Ao chegar, Sarah, que não tinha celular, ligou para sua filha Emma de uma cabine telefônica e disse que havia saído de casa, mas achou que estava sendo seguida e desligou.

Em pânico, Emma informou a polícia na cidade natal de sua mãe que ela havia desaparecido. Barry disse à polícia que não tinha feito nada de errado e sugeriu que sua esposa estava sofrendo de uma doença mental.

Demorou uma semana para Emma encontrar Sarah, que estava se mudando de pousada em pousada com o filho.

"Minha mãe estava irreconhecível quando fui buscá-la", disse Emma."Ela mal conseguia falar. Ela estava tremendo. Foi terrível."

'Salvaram a minha vida'

Sarah diz que viu Barry pela última vez depois de ser avaliada por equipes de saúde mental nos dias seguintes ao reencontro com sua filha.

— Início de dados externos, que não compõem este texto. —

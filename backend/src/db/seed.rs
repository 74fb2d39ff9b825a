//! Reset the database to a known bundle of rows.
//!
//! Used before every integration test, and at startup when a seed file is
//! configured.

use std::path::Path;

use chrono::{DateTime, SecondsFormat, Utc};
use serde::Deserialize;
use sqlx::SqlitePool;

use super::{create_schema, drop_schema};
use crate::models::{Topic, User};

/// An article to insert. Ids are assigned in insertion order.
#[derive(Debug, Clone, Deserialize)]
pub struct SeedArticle {
    pub title: String,
    pub topic: String,
    pub author: String,
    pub body: String,
    pub created_at: DateTime<Utc>,
    #[serde(default)]
    pub votes: i64,
}

/// A comment to insert, pointing at a 1-based article position.
#[derive(Debug, Clone, Deserialize)]
pub struct SeedComment {
    pub article_id: i64,
    pub author: String,
    pub body: String,
    pub created_at: DateTime<Utc>,
    #[serde(default)]
    pub votes: i64,
}

/// Everything needed to populate the four tables.
#[derive(Debug, Clone, Default, Deserialize)]
pub struct SeedData {
    pub topics: Vec<Topic>,
    pub users: Vec<User>,
    pub articles: Vec<SeedArticle>,
    pub comments: Vec<SeedComment>,
}

#[derive(Debug, thiserror::Error)]
pub enum SeedError {
    #[error("failed to read seed file: {0}")]
    Io(#[from] std::io::Error),
    #[error("failed to parse seed file: {0}")]
    Parse(#[from] serde_json::Error),
    #[error("failed to write seed rows: {0}")]
    Database(#[from] sqlx::Error),
}

impl SeedData {
    /// Load a seed bundle from a JSON file.
    pub async fn from_file(path: &Path) -> Result<Self, SeedError> {
        let raw = tokio::fs::read_to_string(path).await?;
        Ok(serde_json::from_str(&raw)?)
    }
}

/// Timestamps are stored as ISO-8601 UTC with millisecond precision, the
/// same shape the schema default produces.
fn stored_timestamp(at: &DateTime<Utc>) -> String {
    at.to_rfc3339_opts(SecondsFormat::Millis, true)
}

/// Drop and recreate all tables, then insert `data` in one transaction.
pub async fn seed(pool: &SqlitePool, data: &SeedData) -> Result<(), SeedError> {
    drop_schema(pool).await?;
    create_schema(pool).await?;

    let mut tx = pool.begin().await?;

    for topic in &data.topics {
        sqlx::query("INSERT INTO topics (slug, description) VALUES (?, ?)")
            .bind(&topic.slug)
            .bind(&topic.description)
            .execute(&mut *tx)
            .await?;
    }

    for user in &data.users {
        sqlx::query("INSERT INTO users (username, name, avatar_url) VALUES (?, ?, ?)")
            .bind(&user.username)
            .bind(&user.name)
            .bind(&user.avatar_url)
            .execute(&mut *tx)
            .await?;
    }

    for article in &data.articles {
        sqlx::query(
            "INSERT INTO articles (title, topic, author, body, created_at, votes) VALUES (?, ?, ?, ?, ?, ?)",
        )
        .bind(&article.title)
        .bind(&article.topic)
        .bind(&article.author)
        .bind(&article.body)
        .bind(stored_timestamp(&article.created_at))
        .bind(article.votes)
        .execute(&mut *tx)
        .await?;
    }

    for comment in &data.comments {
        sqlx::query(
            "INSERT INTO comments (body, article_id, author, votes, created_at) VALUES (?, ?, ?, ?, ?)",
        )
        .bind(&comment.body)
        .bind(comment.article_id)
        .bind(&comment.author)
        .bind(comment.votes)
        .bind(stored_timestamp(&comment.created_at))
        .execute(&mut *tx)
        .await?;
    }

    tx.commit().await?;

    tracing::info!(
        topics = data.topics.len(),
        users = data.users.len(),
        articles = data.articles.len(),
        comments = data.comments.len(),
        "Database seeded"
    );
    Ok(())
}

Eles não encontraram nada de errado com ela.

"Ele disse que sentia muito e que mudaria, como sempre dizia, mas nunca mudou", diz Sarah.

Desde então, ele fez ameaças à filha, mas parou desde que Sarah conseguiu uma ordem judicial impedindo-o de se aproximar.

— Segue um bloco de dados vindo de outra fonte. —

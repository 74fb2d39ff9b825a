//! Request validation for mutations.
//!
//! Route parameters and JSON bodies arrive untyped. Each validator turns them
//! into a typed request in one pass, or fails with the exact error the client
//! should see, before any write is issued.

mod articles;
mod comments;
mod topics;

pub use articles::*;
pub use comments::*;
pub use topics::*;

use serde_json::Value;

use crate::errors::AppError;

/// Coerce a route or query value to an integer.
///
/// Fails with `"<field> must be a number"`.
pub fn parse_number(field: &str, raw: &str) -> Result<i64, AppError> {
    raw.trim()
        .parse::<i64>()
        .map_err(|_| AppError::bad_request(format!("{field} must be a number")))
}

/// A signed amount to add to a `votes` counter.
#[derive(Debug, Clone, Copy, PartialEq, Eq)]
pub struct VoteDelta(i64);

impl VoteDelta {
    pub fn value(self) -> i64 {
        self.0
    }

    /// Read `inc_votes` from a PATCH body. Other fields are ignored.
    ///
    /// A missing (or null) key fails with `missing_msg`, which differs per
    /// endpoint; a present value that is not an integer fails with
    /// `"inc_votes must be a number"`. Both are 422.
    pub fn from_body(body: &Value, missing_msg: &str) -> Result<Self, AppError> {
        let not_a_number = || AppError::unprocessable("inc_votes must be a number");

        match body.get("inc_votes") {
            None | Some(Value::Null) => Err(AppError::unprocessable(missing_msg)),
            Some(Value::Number(n)) => {
                if let Some(v) = n.as_i64() {
                    Ok(Self(v))
                } else {
                    match n.as_f64() {
                        Some(f) if f.fract() == 0.0 && f.abs() < i64::MAX as f64 => {
                            Ok(Self(f as i64))
                        }
                        _ => Err(not_a_number()),
                    }
                }
            }
            Some(Value::String(s)) => s
                .trim()
                .parse::<i64>()
                .map(Self)
                .map_err(|_| not_a_number()),
            Some(_) => Err(not_a_number()),
        }
    }
}

/// Borrow a string field from a JSON object body.
///
/// Absent, null and non-string values all count as missing.
pub(crate) fn string_field<'a>(body: &'a Value, key: &str) -> Option<&'a str> {
    body.get(key).and_then(Value::as_str)
}
//! Core types for the virtual filesystem snapshot engine.

/// Fingerprint: deterministic 256-bit content hash of a regular file
pub type Fingerprint = [u8; 32];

"A ajuda que recebi desde então foi excelente", diz Sarah. "Eles salvaram minha vida. Não pensei que houvesse ajuda, mas existe."

Raj Thind, do serviço de violência doméstica, diz que há várias maneiras de as vítimas de violência doméstica receberem ajuda, mesmo que não estejam preparadas para deixar um relacionamento abusivo.

"Muitas vezes, pode ser apenas conversar com alguém", diz ela. "Temos mulheres que disseram que o simples fato de conversar comigo ajuda"

Segundo Thind, sair de um relacionamento abusivo é um processo. "Elas dizem que podem tentar, mas ainda não, no futuro. E você faz a jornada com elas", diz.

"É importante que eles saibam que existe ajuda."

*Todos os nomes citados na reportagem foram alterados

No Brasil, quem sofre violência doméstica pode procurar ajuda ligando para o número 180, na Central de Atendimento à Mulher em Situação de Violência. O serviço oferece atendimento para registro de denúncias, orientações para vítimas de violência e informações sobre leis. Funciona 24h e garante o anonimato da vítima. Vítimas também podem procurar ajuda em uma delegacia da mulher ou na defensoria pública do seu Estado.